- Task description: Lines from the records below that contain the word "BufReader" are to be copied out.

- Exercise materials:
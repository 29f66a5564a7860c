use std::io::Write;

use wordtable::{
    JsonSnapshot,
    vocab::{DEFAULT_UNK_TOKEN, VocabOptions, io::read_token_lines},
};

use crate::{
    input_output::{InputArgs, OutputArgs},
    logging::LogArgs,
};

/// Args for the vocab command.
#[derive(clap::Args, Debug)]
pub struct VocabArgs {
    #[command(flatten)]
    input: InputArgs,

    #[command(flatten)]
    output: OutputArgs,

    #[clap(flatten)]
    pub logging: LogArgs,

    /// Minimum token frequency.
    #[arg(long, default_value = "1")]
    min_freq: usize,

    /// Fallback token for unknown lookups.
    #[arg(long, default_value = DEFAULT_UNK_TOKEN)]
    unk: String,

    /// Reserved token; may be repeated, order is kept.
    #[arg(long = "special")]
    specials: Vec<String>,

    /// Place the specials after the counted tokens.
    #[arg(long)]
    specials_last: bool,

    /// Order tokens by descending frequency instead of first appearance.
    #[arg(long)]
    by_frequency: bool,
}

impl VocabArgs {
    pub fn run(&self) -> Result<(), Box<dyn std::error::Error>> {
        self.logging.setup_logging(2)?;

        log::info!("reading tokens: {}", self.input.describe());
        let counter = read_token_lines(self.input.open_reader()?)?;
        let ordered = if self.by_frequency {
            counter.into_ordered_by_frequency()
        } else {
            counter.into_ordered_by_first_seen()
        };

        let build = VocabOptions::default()
            .with_min_freq(self.min_freq)
            .with_unk_token(self.unk.as_str())
            .with_specials(self.specials.iter().cloned())
            .with_specials_first(!self.specials_last)
            .build(ordered)?;
        build.report();

        log::info!(
            "vocabulary size: {}; writing {}",
            build.vocab.len(),
            self.output.describe()
        );
        let mut writer = self.output.open_writer()?;
        build.vocab.save_json(&mut writer)?;
        writer.flush()?;

        Ok(())
    }
}
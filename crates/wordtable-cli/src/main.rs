mod commands;
mod input_output;
mod logging;

use clap::Parser;
use commands::Commands;

/// wtable: build, convert, and query wordtable snapshots.
#[derive(clap::Parser, Debug)]
pub struct Args {
    /// Subcommand to run.
    #[clap(subcommand)]
    pub command: Commands,
}

fn main() -> Result<(), Box<dyn std::error::Error>> {
    let args = Args::parse();

    args.command.run()
}
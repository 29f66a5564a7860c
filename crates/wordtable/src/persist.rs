//! # Snapshot Persistence
//!
//! Tables serialize to an opaque JSON blob holding their full state;
//! restoring re-validates that state, so a damaged blob fails to load
//! rather than producing an inconsistent table.

use std::{
    fs::File,
    io::{BufReader, BufWriter, Read, Write},
    path::Path,
};

use serde::{Serialize, de::DeserializeOwned};

use crate::errors::WTResult;

/// Save/restore to a JSON snapshot.
pub trait JsonSnapshot: Serialize + DeserializeOwned {
    /// Write the snapshot to `writer`.
    fn save_json<W: Write>(
        &self,
        writer: W,
    ) -> WTResult<()> {
        serde_json::to_writer(writer, self)?;
        Ok(())
    }

    /// Read a snapshot from `reader`.
    fn load_json<R: Read>(reader: R) -> WTResult<Self> {
        Ok(serde_json::from_reader(reader)?)
    }

    /// Write the snapshot to the file at `path`.
    fn save_json_path<P: AsRef<Path>>(
        &self,
        path: P,
    ) -> WTResult<()> {
        let mut writer = BufWriter::new(File::create(path)?);
        self.save_json(&mut writer)?;
        writer.flush()?;
        Ok(())
    }

    /// Read a snapshot from the file at `path`.
    fn load_json_path<P: AsRef<Path>>(path: P) -> WTResult<Self> {
        Self::load_json(BufReader::new(File::open(path)?))
    }
}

- Exercise response:
    io::{BufReader, BufWriter, Read, Write},
        Self::load_json(BufReader::new(File::open(path)?))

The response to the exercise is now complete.